Il sequestro è stato eseguito da personale della capitaneria di porto di Gela e del commissariato di polizia. La procura gelese indaga da circa un decennio su ipotesi di inquinamento ambientale e illeciti nello smaltimento dei rifiuti nell’area industriale. Diversi sono i processi già celebrati e alcuni sono ancora pendenti davanti al tribunale: in uno ha recentemente deposto un operaio della raffineria, Vincenzo D’Agostino.
«Fino al 2007 quella discarica non è mai stata coperta. Per undici anni ho fatto il custode ed ero quotidianamente a contatto con i rifiuti pericolosi e con le fibre che venivano portate via dal vento. Seppi che si trattava di amianto solo da un lavoratore dell’indotto», ha raccontato, riferendosi all’area della vasca 4 all’isola 32 dello stabilimento Eni di contrada piana del Signore.

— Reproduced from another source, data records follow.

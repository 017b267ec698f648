//! Engine management.
//!
//! Local providers front engine processes that live outside the gateway. The
//! engine manager starts them at boot (where starting means verifying they
//! answer), keeps them alive with a periodic health probe, and reports
//! aggregate health/version for the root endpoints.
//!
//! Keep-alive is the only place in the gateway that retries: a failed engine
//! start is logged and retried at the next tick, never on the request path.

use std::collections::HashMap;
use std::sync::Arc;
use std::time::Duration;

use parking_lot::Mutex;
use tokio::task::JoinHandle;
use tokio_util::sync::CancellationToken;

use crate::provider::ProviderHandle;

/// Default keep-alive probe interval.
const KEEPALIVE_INTERVAL: Duration = Duration::from_secs(60);

/// Manages the local engines behind built-in providers.
pub struct EngineManager {
    engines: Vec<ProviderHandle>,
    interval: Duration,
    shutdown: CancellationToken,
    keepalive: Mutex<Option<JoinHandle<()>>>,
}

impl std::fmt::Debug for EngineManager {
    fn fmt(&self, f: &mut std::fmt::Formatter<'_>) -> std::fmt::Result {
        f.debug_struct("EngineManager")
            .field("engines", &self.engines.iter().map(ProviderHandle::name).collect::<Vec<_>>())
            .finish_non_exhaustive()
    }
}

impl EngineManager {
    /// Create a manager over the local provider handles.
    pub fn new(handles: Vec<ProviderHandle>) -> Self {
        let engines = handles
            .into_iter()
            .filter(|h| matches!(h, ProviderHandle::Local(_)))
            .collect();
        Self {
            engines,
            interval: KEEPALIVE_INTERVAL,
            shutdown: CancellationToken::new(),
            keepalive: Mutex::new(None),
        }
    }

    /// Override the keep-alive interval. Used by tests.
    #[must_use]
    pub fn with_interval(mut self, interval: Duration) -> Self {
        self.interval = interval;
        self
    }

    /// Start every engine, logging failures; keep-alive retries them later.
    pub async fn start_engines(&self) {
        for handle in &self.engines {
            let Some(lifecycle) = handle.provider().lifecycle() else {
                continue;
            };
            match lifecycle.start().await {
                Ok(()) => tracing::info!(engine = handle.name(), "Engine started"),
                Err(e) => {
                    tracing::warn!(engine = handle.name(), error = %e, "Engine not available; keep-alive will retry");
                }
            }
        }
    }

    /// Spawn the keep-alive ticker.
    pub fn start_keepalive(self: &Arc<Self>) {
        let manager = Arc::clone(self);
        let mut guard = self.keepalive.lock();
        if guard.is_some() {
            return;
        }
        *guard = Some(tokio::spawn(async move {
            let mut ticker = tokio::time::interval(manager.interval);
            ticker.set_missed_tick_behavior(tokio::time::MissedTickBehavior::Delay);
            ticker.tick().await;
            loop {
                tokio::select! {
                    _ = ticker.tick() => manager.probe_all().await,
                    () = manager.shutdown.cancelled() => return,
                }
            }
        }));
    }

    async fn probe_all(&self) {
        for handle in &self.engines {
            let Some(lifecycle) = handle.provider().lifecycle() else {
                continue;
            };
            if let Err(e) = lifecycle.health().await {
                tracing::warn!(engine = handle.name(), error = %e, "Engine health probe failed; attempting restart");
                if let Err(e) = lifecycle.start().await {
                    tracing::warn!(engine = handle.name(), error = %e, "Engine restart failed");
                }
            }
        }
    }

    /// Per-engine health, for `GET /engine/health`.
    pub async fn health(&self) -> HashMap<String, bool> {
        let mut out = HashMap::new();
        for handle in &self.engines {
            let healthy = match handle.provider().lifecycle() {
                Some(lifecycle) => lifecycle.health().await.is_ok(),
                None => false,
            };
            out.insert(handle.name().to_string(), healthy);
        }
        out
    }

    /// Per-engine version, for `GET /engine/version`.
    pub async fn versions(&self) -> HashMap<String, String> {
        let mut out = HashMap::new();
        for handle in &self.engines {
            let version = match handle.provider().info() {
                Some(info) => info.version().await.unwrap_or_else(|_| "unavailable".to_string()),
                None => "unavailable".to_string(),
            };
            out.insert(handle.name().to_string(), version);
        }
        out
    }

    /// Stop keep-alive and every engine.
    pub async fn shutdown(&self) {
        self.shutdown.cancel();
        if let Some(handle) = self.keepalive.lock().take() {
            handle.abort();
        }
        for handle in &self.engines {
            if let Some(lifecycle) = handle.provider().lifecycle() {
                if let Err(e) = lifecycle.stop().await {
                    tracing::warn!(engine = handle.name(), error = %e, "Engine stop failed");
                }
            }
        }
    }

    /// The managed engine handles.
    pub fn engines(&self) -> &[ProviderHandle] {
        &self.engines
    }
}

#[cfg(test)]
mod tests {
    use super::*;
    use crate::provider::testing::MockProvider;
    use crate::provider::Provider;

    fn local_handle(name: &str) -> ProviderHandle {
        let provider: Arc<dyn Provider> = Arc::new(MockProvider::named(name));
        ProviderHandle::from_provider(provider)
    }

    #[tokio::test]
    async fn test_only_local_handles_are_managed() {
        let manager = EngineManager::new(vec![local_handle("a"), local_handle("b")]);
        assert_eq!(manager.engines().len(), 2);
    }

    #[tokio::test]
    async fn test_health_without_lifecycle_is_unhealthy() {
        // MockProvider exposes no lifecycle surface.
        let manager = EngineManager::new(vec![local_handle("a")]);
        let health = manager.health().await;
        assert_eq!(health.get("a"), Some(&false));
    }

    #[tokio::test]
    async fn test_shutdown_is_idempotent() {
        let manager = Arc::new(EngineManager::new(vec![]).with_interval(Duration::from_millis(10)));
        manager.start_keepalive();
        manager.shutdown().await;
        manager.shutdown().await;
    }
}
#[cfg(test)]
mod tests {
    use super::*;
    use crate::config::MemoryConfig;
    use crate::domain::{ModelRecord, ProviderScope, ServiceProviderRecord, ServiceSource};
    use crate::provider::testing::MockProvider;
    use crate::provider::{Provider, ProviderHandle};
    use aog_plugin::manifest::WireProtocol;

    fn deps_with_mock(mock: MockProvider) -> (SchedulerDeps, Arc<MockProvider>) {
        let store = Datastore::open_in_memory().unwrap();
        let flavors = FlavorRegistry::with_builtins();
        let providers = Arc::new(ProviderFactory::new());
        let memory = MemoryManager::new(MemoryConfig::default());

        let name = mock.provider_name.clone();
        let provider = Arc::new(mock);
        providers.register_builtin(ProviderHandle::from_provider(
            Arc::clone(&provider) as Arc<dyn Provider>
        ));
        memory.register_engine(Arc::clone(&provider) as Arc<dyn Provider>);

        let row = ServiceProviderRecord::new(&name, "chat", ServiceSource::Local)
            .with_flavor("ollama")
            .with_scope(ProviderScope::Builtin);
        store.upsert_provider(&row).unwrap();
        store
            .upsert_model(&ModelRecord::downloaded("m1", &name, "chat", ServiceSource::Local))
            .unwrap();

        (
            SchedulerDeps {
                store,
                flavors,
                providers,
                memory,
                ws: WsConnectionManager::new(),
                config: SchedulerConfig::default(),
            },
            provider,
        )
    }

    async fn collect(mut ticket: TaskTicket) -> (Vec<bytes::Bytes>, Option<GatewayError>) {
        let mut chunks = Vec::new();
        let mut error = None;
        while let Some(result) = ticket.results.recv().await {
            match result {
                TaskResult::Chunk { data, .. } => chunks.push(data),
                TaskResult::Failed { error: e, .. } => error = Some(e),
            }
        }
        (chunks, error)
    }

    #[tokio::test]
    async fn test_task_ids_strictly_increase() {
        let (deps, _) = deps_with_mock(MockProvider::named("engine"));
        let scheduler = Scheduler::start(deps);

        let mut last = 0;
        for _ in 0..5 {
            let ticket = scheduler
                .enqueue(ServiceRequest::new("chat", &b"{}"[..]).with_model("m1"))
                .unwrap();
            assert!(ticket.task_id > last);
            last = ticket.task_id;
            let (_, error) = collect(ticket).await;
            assert!(error.is_none());
        }
        scheduler.shutdown();
    }

    #[tokio::test]
    async fn test_unary_chat_emits_one_chunk_and_closes() {
        let (deps, provider) = deps_with_mock(MockProvider::named("engine"));
        let scheduler = Scheduler::start(deps);

        let ticket = scheduler
            .enqueue(ServiceRequest::new("chat", &b"{}"[..]).with_model("m1"))
            .unwrap();
        let (chunks, error) = collect(ticket).await;
        assert_eq!(chunks.len(), 1);
        assert!(error.is_none());
        assert!(provider.call_log().contains(&"invoke:chat".to_string()));
        scheduler.shutdown();
    }

    #[tokio::test]
    async fn test_streaming_chat_emits_chunks_in_order() {
        let mut mock = MockProvider::named("engine");
        mock.chunks = vec!["a", "b", "c"];
        let (deps, _) = deps_with_mock(mock);
        let scheduler = Scheduler::start(deps);

        let ticket = scheduler
            .enqueue(ServiceRequest::new("chat", &b"{}"[..]).with_model("m1").streamed())
            .unwrap();
        let (chunks, error) = collect(ticket).await;
        let chunks: Vec<String> = chunks
            .iter()
            .map(|c| String::from_utf8_lossy(c).into_owned())
            .collect();
        assert_eq!(chunks, vec!["a", "b", "c"]);
        assert!(error.is_none());
        scheduler.shutdown();
    }

    #[tokio::test]
    async fn test_unknown_model_fails_terminally() {
        let (deps, provider) = deps_with_mock(MockProvider::named("engine"));
        let scheduler = Scheduler::start(deps);

        let ticket = scheduler
            .enqueue(ServiceRequest::new("chat", &b"{}"[..]).with_model("ghost"))
            .unwrap();
        let (chunks, error) = collect(ticket).await;
        assert!(chunks.is_empty());
        assert_eq!(error.unwrap().kind(), "model_not_found");
        assert!(
            !provider.call_log().iter().any(|c| c.starts_with("invoke")),
            "no provider call on dispatch failure"
        );
        scheduler.shutdown();
    }

    #[tokio::test]
    async fn test_capability_gate_blocks_before_provider_call() {
        let (deps, provider) = deps_with_mock(MockProvider::named("engine"));
        // Declare chat as websocket-exposed without bidirectional support.
        let mut services = std::collections::HashMap::new();
        services.insert(
            "chat".to_string(),
            crate::flavor::FlavorService {
                endpoint: "/api/chat".to_string(),
                default_model: None,
                support_streaming: false,
                support_bidirectional: false,
                protocol: WireProtocol::Http,
                expose_protocol: WireProtocol::Websocket,
                timeout_s: 0,
            },
        );
        deps.flavors.register(crate::flavor::FlavorDescriptor {
            name: "ollama".to_string(),
            services,
        });

        let scheduler = Scheduler::start(deps);
        let ticket = scheduler
            .enqueue(ServiceRequest::new("chat", &b"{}"[..]).with_model("m1"))
            .unwrap();
        let (_, error) = collect(ticket).await;
        assert_eq!(error.unwrap().kind(), "capability_mismatch");
        assert!(provider.call_log().is_empty(), "gate must fire before any provider call");
        scheduler.shutdown();
    }

    #[tokio::test]
    async fn test_same_model_sequential_tasks_single_switch() {
        let (deps, provider) = deps_with_mock(MockProvider::named("engine"));
        let memory = Arc::clone(&deps.memory);
        let scheduler = Scheduler::start(deps);

        for _ in 0..3 {
            let ticket = scheduler
                .enqueue(ServiceRequest::new("chat", &b"{}"[..]).with_model("m1"))
                .unwrap();
            let (chunks, error) = collect(ticket).await;
            assert!(!chunks.is_empty());
            assert!(error.is_none(), "unexpected error: {error:?}");
        }

        let loads = provider.call_log().iter().filter(|c| *c == "load:m1").count();
        assert_eq!(loads, 1, "tasks 2-3 must reuse the resident model");

        let loader = memory.loader("engine").unwrap();
        let state = loader.state_of("m1");
        assert_eq!(state.ref_count, 0);
        assert_eq!(state.status, crate::memory::ModelLifecycle::Idle);
        scheduler.shutdown();
    }

    #[tokio::test]
    async fn test_enqueue_after_shutdown_fails() {
        let (deps, _) = deps_with_mock(MockProvider::named("engine"));
        let scheduler = Scheduler::start(deps);
        scheduler.shutdown();
        assert!(scheduler
            .enqueue(ServiceRequest::new("chat", &b"{}"[..]))
            .is_err());
    }
}
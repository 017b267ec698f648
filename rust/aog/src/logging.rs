//! Logging setup and startup instrumentation.
//!
//! The gateway's bring-up is a fixed sequence of components (store, plugins,
//! engines, scheduler, ...); the helpers here give that sequence a uniform
//! shape in the logs: a banner, one numbered line per step, and per-stage
//! durations from [`OpTimer`].

use std::time::Instant;

use tracing_subscriber::{layer::SubscriberExt, util::SubscriberInitExt, EnvFilter};

/// Initialize tracing with an env-filter.
///
/// `RUST_LOG` takes precedence; otherwise `level` is used as the default
/// directive (e.g. `info`, `aog=debug`).
pub fn init(level: &str) {
    let filter = EnvFilter::try_from_default_env().unwrap_or_else(|_| EnvFilter::new(level));

    tracing_subscriber::registry()
        .with(filter)
        .with(tracing_subscriber::fmt::layer())
        .init();
}

/// Duration tracker for one named gateway operation.
///
/// Logs a debug line when the operation begins and an info line with the
/// elapsed milliseconds when [`OpTimer::finish`] consumes it. A timer that
/// is dropped without finishing logs nothing — abandoned stages are already
/// reported by whatever error aborted them.
#[derive(Debug)]
pub struct OpTimer {
    /// Component the operation belongs to (e.g. "scheduler", "plugins").
    component: &'static str,
    /// The operation itself (e.g. "discovery", "build_state").
    operation: String,
    started: Instant,
}

impl OpTimer {
    /// Start timing an operation.
    #[must_use]
    pub fn new(component: &'static str, operation: impl Into<String>) -> Self {
        let operation = operation.into();
        tracing::debug!(component, operation = %operation, "starting");
        Self {
            component,
            operation,
            started: Instant::now(),
        }
    }

    /// Consume the timer and log the elapsed time.
    pub fn finish(self) {
        let elapsed_ms = u64::try_from(self.started.elapsed().as_millis()).unwrap_or(u64::MAX);
        tracing::info!(
            component = self.component,
            operation = %self.operation,
            elapsed_ms,
            "finished"
        );
    }
}

/// Log one numbered startup step.
#[macro_export]
macro_rules! log_init_step {
    ($step:expr, $total:expr, $name:expr, $detail:expr) => {
        tracing::info!(
            step = $step,
            total = $total,
            "startup {}/{}: {} ({})",
            $step,
            $total,
            $name,
            $detail
        );
    };
    ($step:expr, $total:expr, $name:expr) => {
        tracing::info!(step = $step, total = $total, "startup {}/{}: {}", $step, $total, $name);
    };
}

/// Log the completion of a major phase.
#[macro_export]
macro_rules! log_success {
    ($msg:expr) => {
        tracing::info!("✔ {}", $msg);
    };
    ($msg:expr, $($arg:tt)*) => {
        tracing::info!("✔ {}", format!($msg, $($arg)*));
    };
}

/// Log a startup banner.
#[macro_export]
macro_rules! log_banner {
    ($title:expr) => {
        tracing::info!("────────────────────────────────────────");
        tracing::info!("{}", $title);
        tracing::info!("────────────────────────────────────────");
    };
    ($title:expr, $subtitle:expr) => {
        tracing::info!("────────────────────────────────────────");
        tracing::info!("{}", $title);
        tracing::info!("{}", $subtitle);
        tracing::info!("────────────────────────────────────────");
    };
}

#[cfg(test)]
mod tests {
    use super::*;

    #[test]
    fn test_op_timer_fields() {
        let timer = OpTimer::new("memory", "register_engine");
        assert_eq!(timer.component, "memory");
        assert_eq!(timer.operation, "register_engine");
        timer.finish();
    }

    #[test]
    fn test_op_timer_drop_without_finish_is_silent() {
        // No panic, no double logging; dropping is a deliberate no-op.
        let _timer = OpTimer::new("plugins", "discovery");
    }
}
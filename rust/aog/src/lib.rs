//! AOG - On-device AI gateway.
//!
//! One long-running process exposes a stable HTTP/WebSocket API for AI
//! services (chat, embedding, generation, text-to-image, speech-to-text,
//! text-to-speech) and multiplexes each request onto a backend provider: a
//! locally installed inference engine or a remote cloud API. Clients target
//! one API surface; the gateway decides which provider and model answer.
//!
//! # Architecture
//!
//! The request lifecycle runs through three tightly coupled cores:
//!
//! - [`scheduler`]: queues requests, dispatches each to a
//!   (location, provider, model) target, and drives the task to completion
//! - [`memory`]: per-engine FIFO admission that serializes model switches,
//!   tracks in-use models, and evicts idle ones
//! - [`plugin`]: out-of-process providers discovered from manifests and
//!   invoked over a framed stdio transport
//!
//! Around them:
//!
//! - [`provider`]: the uniform capability surface over built-in and plugin
//!   providers, with the composite factory
//! - [`engine`]: local engine start and keep-alive
//! - [`store`]: the embedded relational store and bundled catalogs
//! - [`flavor`]: API dialect facts used by dispatch
//! - [`api`]: the HTTP/WebSocket edge
//! - [`server`]: the composition root and run loop
//! - [`config`], [`error`], [`logging`], [`lifecycle`], [`ws`]: ambient
//!   concerns
//!
//! # Example
//!
//! ```rust,ignore
//! use aog::config::AppConfig;
//!
//! #[tokio::main]
//! async fn main() -> anyhow::Result<()> {
//!     let config = AppConfig::load()?;
//!     aog::server::run(config).await
//! }
//! ```

#![allow(clippy::module_name_repetitions)]
#![allow(clippy::missing_errors_doc)]

pub mod api;
pub mod config;
pub mod domain;
pub mod engine;
pub mod error;
pub mod flavor;
pub mod lifecycle;
pub mod logging;
pub mod memory;
pub mod plugin;
pub mod provider;
pub mod scheduler;
pub mod server;
pub mod store;
pub mod ws;

pub use api::AppState;
pub use error::{GatewayError, Result};
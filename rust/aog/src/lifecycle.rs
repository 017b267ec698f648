//! Process lifecycle: PID file, stop, daemonization.

use std::path::Path;

use crate::config::AppConfig;

/// Write the current process id to the PID file.
pub fn write_pid(path: &Path) -> std::io::Result<()> {
    if let Some(parent) = path.parent() {
        std::fs::create_dir_all(parent)?;
    }
    std::fs::write(path, std::process::id().to_string())
}

/// Read the PID file, if present and parseable.
pub fn read_pid(path: &Path) -> Option<u32> {
    std::fs::read_to_string(path).ok()?.trim().parse().ok()
}

/// Remove the PID file. Missing files are fine.
pub fn remove_pid(path: &Path) {
    if let Err(e) = std::fs::remove_file(path) {
        if e.kind() != std::io::ErrorKind::NotFound {
            tracing::warn!(path = %path.display(), error = %e, "Failed to remove PID file");
        }
    }
}

/// Stop a running gateway.
///
/// Tries the HTTP shutdown hook first (the only option on Windows); falls
/// back to SIGTERM through the PID file on Unix.
pub async fn stop(config: &AppConfig) -> anyhow::Result<()> {
    let url = format!(
        "http://{}/_internal/shutdown",
        config.server.bind_addr()
    );
    let client = reqwest::Client::new();
    let hook = client
        .post(&url)
        .timeout(std::time::Duration::from_secs(5))
        .send()
        .await;

    match hook {
        Ok(response) if response.status().is_success() => {
            println!("Gateway stopping");
            return Ok(());
        }
        Ok(response) => {
            tracing::debug!(status = %response.status(), "Shutdown hook rejected");
        }
        Err(e) => {
            tracing::debug!(error = %e, "Shutdown hook unreachable");
        }
    }

    #[cfg(unix)]
    {
        let pid_path = config.paths.pid_path();
        let Some(pid) = read_pid(&pid_path) else {
            anyhow::bail!("gateway does not appear to be running (no PID file, hook unreachable)");
        };
        let status = std::process::Command::new("kill")
            .args(["-TERM", &pid.to_string()])
            .status()?;
        if !status.success() {
            anyhow::bail!("kill -TERM {pid} failed");
        }
        println!("Sent SIGTERM to {pid}");
        Ok(())
    }

    #[cfg(not(unix))]
    {
        anyhow::bail!("gateway does not appear to be running (shutdown hook unreachable)")
    }
}

/// Re-exec the gateway detached, with stdio redirected to the console log.
///
/// The child runs `server start` with `AOG_DAEMONIZED` set so it does not
/// daemonize again; the parent prints the child PID and returns.
pub fn daemonize(config: &AppConfig, verbose: bool) -> anyhow::Result<()> {
    config.ensure_dirs()?;
    let console_log = config.paths.log_dir().join("console.log");
    let log = std::fs::OpenOptions::new()
        .create(true)
        .append(true)
        .open(&console_log)?;
    let log_err = log.try_clone()?;

    let exe = std::env::current_exe()?;
    let mut command = std::process::Command::new(exe);
    command
        .args(if verbose {
            vec!["server", "start", "--verbose"]
        } else {
            vec!["server", "start"]
        })
        .env("AOG_DAEMONIZED", "1")
        .stdin(std::process::Stdio::null())
        .stdout(log)
        .stderr(log_err);

    #[cfg(unix)]
    {
        use std::os::unix::process::CommandExt;
        // Detach from the controlling terminal's process group.
        command.process_group(0);
    }

    let child = command.spawn()?;
    println!(
        "Gateway started in the background (pid {}), logs at {}",
        child.id(),
        console_log.display()
    );
    Ok(())
}

/// Whether this process was launched by [`daemonize`].
pub fn is_daemon_child() -> bool {
    std::env::var("AOG_DAEMONIZED").is_ok()
}

#[cfg(test)]
mod tests {
    use super::*;

    #[test]
    fn test_pid_round_trip() {
        let dir = tempfile::tempdir().unwrap();
        let path = dir.path().join("aog.pid");

        write_pid(&path).unwrap();
        assert_eq!(read_pid(&path), Some(std::process::id()));

        remove_pid(&path);
        assert_eq!(read_pid(&path), None);
        // Removing again is fine.
        remove_pid(&path);
    }

    #[test]
    fn test_read_pid_garbage() {
        let dir = tempfile::tempdir().unwrap();
        let path = dir.path().join("aog.pid");
        std::fs::write(&path, "not a pid").unwrap();
        assert_eq!(read_pid(&path), None);
    }
}
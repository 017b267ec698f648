//! The schedulable unit and its resolved target.

use chrono::{DateTime, Utc};
use tokio_util::sync::CancellationToken;

use aog_plugin::manifest::WireProtocol;

use super::request::ServiceRequest;

/// Where a task executes.
#[derive(Debug, Clone, Copy, PartialEq, Eq)]
pub enum Location {
    /// A locally installed inference engine.
    Local,
    /// A remote cloud API.
    Remote,
}

/// How dispatch decided to invoke the provider.
#[derive(Debug, Clone, Copy, PartialEq, Eq)]
pub enum InvokeMode {
    /// Single request/response.
    Unary,
    /// Server-streamed chunks.
    Streaming,
    /// WebSocket-backed bidirectional exchange.
    Bidirectional,
}

/// Output of dispatch: everything the run step needs to invoke a provider.
#[derive(Debug, Clone)]
pub struct ServiceTarget {
    /// Local or remote execution.
    pub location: Location,
    /// Resolved model name.
    pub model: String,
    /// Provider name, resolvable through the provider factory.
    pub provider: String,
    /// API flavor of the provider.
    pub flavor: String,
    /// Streaming after capability reconciliation.
    pub stream: bool,
    /// Protocol the provider speaks to its backend.
    pub protocol: WireProtocol,
    /// Protocol the gateway exposes for this service.
    pub expose_protocol: WireProtocol,
    /// Service-declared invocation timeout in seconds; 0 = gateway default.
    pub timeout_s: u64,
}

impl ServiceTarget {
    /// The invocation mode implied by the protocol pair and stream flag.
    pub fn invoke_mode(&self) -> InvokeMode {
        if self.expose_protocol == WireProtocol::Websocket {
            InvokeMode::Bidirectional
        } else if self.stream {
            InvokeMode::Streaming
        } else {
            InvokeMode::Unary
        }
    }
}

/// The schedulable unit. Owned by the scheduler for its whole lifetime.
#[derive(Debug)]
pub struct ServiceTask {
    /// Monotonically unique task id.
    pub id: u64,
    /// The caller's request. Immutable after enqueue.
    pub request: ServiceRequest,
    /// Resolved target; filled by dispatch.
    pub target: Option<ServiceTarget>,
    /// When the task was enqueued.
    pub enqueued_at: DateTime<Utc>,
    /// When the task moved to the running list.
    pub run_at: Option<DateTime<Utc>>,
    /// When the task reached its terminal event.
    pub completed_at: Option<DateTime<Utc>>,
    /// Cancelled when the caller disconnects or the gateway shuts down.
    pub cancel: CancellationToken,
}

impl ServiceTask {
    /// Create a task for a request with an assigned id.
    pub fn new(id: u64, request: ServiceRequest) -> Self {
        Self {
            id,
            request,
            target: None,
            enqueued_at: Utc::now(),
            run_at: None,
            completed_at: None,
            cancel: CancellationToken::new(),
        }
    }

    /// Whether the task ever started running.
    pub fn started(&self) -> bool {
        self.run_at.is_some()
    }
}

#[cfg(test)]
mod tests {
    use super::*;

    fn target(expose: WireProtocol, stream: bool) -> ServiceTarget {
        ServiceTarget {
            location: Location::Local,
            model: "m".to_string(),
            provider: "p".to_string(),
            flavor: "openai".to_string(),
            stream,
            protocol: WireProtocol::Http,
            expose_protocol: expose,
            timeout_s: 0,
        }
    }

    #[test]
    fn test_invoke_mode_selection() {
        assert_eq!(
            target(WireProtocol::Websocket, false).invoke_mode(),
            InvokeMode::Bidirectional
        );
        assert_eq!(
            target(WireProtocol::Http, true).invoke_mode(),
            InvokeMode::Streaming
        );
        assert_eq!(
            target(WireProtocol::Http, false).invoke_mode(),
            InvokeMode::Unary
        );
    }

    #[test]
    fn test_websocket_expose_wins_over_stream() {
        assert_eq!(
            target(WireProtocol::Websocket, true).invoke_mode(),
            InvokeMode::Bidirectional
        );
    }
}
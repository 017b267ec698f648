//! Model loader: per-engine model state machine.
//!
//! Owns the model-state map for one provider, performs load/unload through
//! the provider handle, and maintains the current-model pointer. Transitions
//! follow `unloaded → loading → idle ⇄ in_use → unloading → unloaded`; a
//! waiter that observes `loading` or `unloading` parks on the change signal
//! until the transition settles.
//!
//! Invariants (checked by tests):
//! - `ref_count > 0` iff status is `in_use`
//! - a model in `loading`/`unloading` is never observable as `idle`
//! - `current_model` is empty or names a model in `idle`/`in_use`
//! - at most one load/unload is in flight per engine (enforced by the queue
//!   worker; the loader additionally serializes conflicting transitions)

use std::collections::HashMap;
use std::sync::Arc;
use std::time::{Duration, Instant};

use parking_lot::Mutex;
use tokio::sync::Notify;
use tokio_util::sync::CancellationToken;

use crate::error::{GatewayError, Result};
use crate::provider::Provider;

/// Lifecycle status of one model on one engine.
#[derive(Debug, Clone, Copy, PartialEq, Eq)]
pub enum ModelLifecycle {
    /// Not resident.
    Unloaded,
    /// Load in flight.
    Loading,
    /// Resident, no holders.
    Idle,
    /// Resident with holders.
    InUse,
    /// Unload in flight.
    Unloading,
}

/// State of one model.
#[derive(Debug, Clone)]
pub struct ModelState {
    /// Lifecycle status.
    pub status: ModelLifecycle,
    /// Active holders; positive only in `InUse`.
    pub ref_count: u32,
    /// Last acquire/release time.
    pub last_used_at: Instant,
    /// When the model finished loading.
    pub loaded_at: Option<Instant>,
}

impl ModelState {
    fn unloaded() -> Self {
        Self {
            status: ModelLifecycle::Unloaded,
            ref_count: 0,
            last_used_at: Instant::now(),
            loaded_at: None,
        }
    }
}

struct LoaderInner {
    states: HashMap<String, ModelState>,
    current: Option<String>,
}

/// Per-engine model loader.
///
/// The provider instance may be resolved lazily: plugin engines only start
/// on first use, so a loader created with [`ModelLoader::deferred`] pulls
/// its provider through the factory when the first load runs.
pub struct ModelLoader {
    provider_name: String,
    factory: Option<Arc<crate::provider::ProviderFactory>>,
    resolved: tokio::sync::OnceCell<Arc<dyn Provider>>,
    inner: Mutex<LoaderInner>,
    changed: Notify,
}

impl std::fmt::Debug for ModelLoader {
    fn fmt(&self, f: &mut std::fmt::Formatter<'_>) -> std::fmt::Result {
        let inner = self.inner.lock();
        f.debug_struct("ModelLoader")
            .field("provider", &self.provider_name)
            .field("current", &inner.current)
            .field("models", &inner.states.len())
            .finish()
    }
}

D’Agostino, che a causa dell’esposizione all’amianto si è ammalato, è parte civile nel dibattimento a carico di Bernardo Casa, Rosario Orlando, Aurelio Faraci, Biagio Genna e Arturo Anania, manager e tecnici dell’Eni. «Annottavo tutto quello che non andava in alcuni bigliettini e riferivo ai responsabili ma senza avere risposte – ha continuato l’operaio – Solo nel 2007 la discarica venne coperta. La cartellonistica che segnalava il pericolo venne inserita dopo il sequestro dell’area».
In una nota l’Eni smentisce «in modo categorico di aver praticato presso il sito industriale di Gela trattamenti illegali di rifiuti tossici o di prodotti di scarto derivanti dalle proprie attività». Preso atto del sequestro dell’area discariche della raffineria, auspica che si faccia chiarezza sulla vicenda e garantisce la massima collaborazione con l’autorità giudiziaria. Da Eni spiegano inoltre di avere sempre rispettato le «leggi vigenti e di avere messo in campo tecnologie all’avanguardia per il miglioramento e il risanamento ambientale che i controlli espletati hanno sempre confermato».
Secondo l’Eni, sono gli enti pubblici controllori a confermare «l’assenza di inquinamento diffuso nell’area e soprattutto di rischi per la popolazione della città di Gela. Il normale impatto ambientale derivante dalle attività industriali – prosegue la nota – non ha sortito conseguenze all’esterno dello stabilimento». L’azienda puntualizza che «le discariche non sono più in uso dal 2001 e sono oggetto delle procedure di risanamento ambientale». Attribuire responsabilità su presunte discariche all’esterno dello stabilimento è una accusa «priva di qualsiasi fondamento. Gela è un sito importante e, negli ultimi quattro anni, la società ha investito 800 milioni di euro in attività di riqualificazione industriale e del territorio».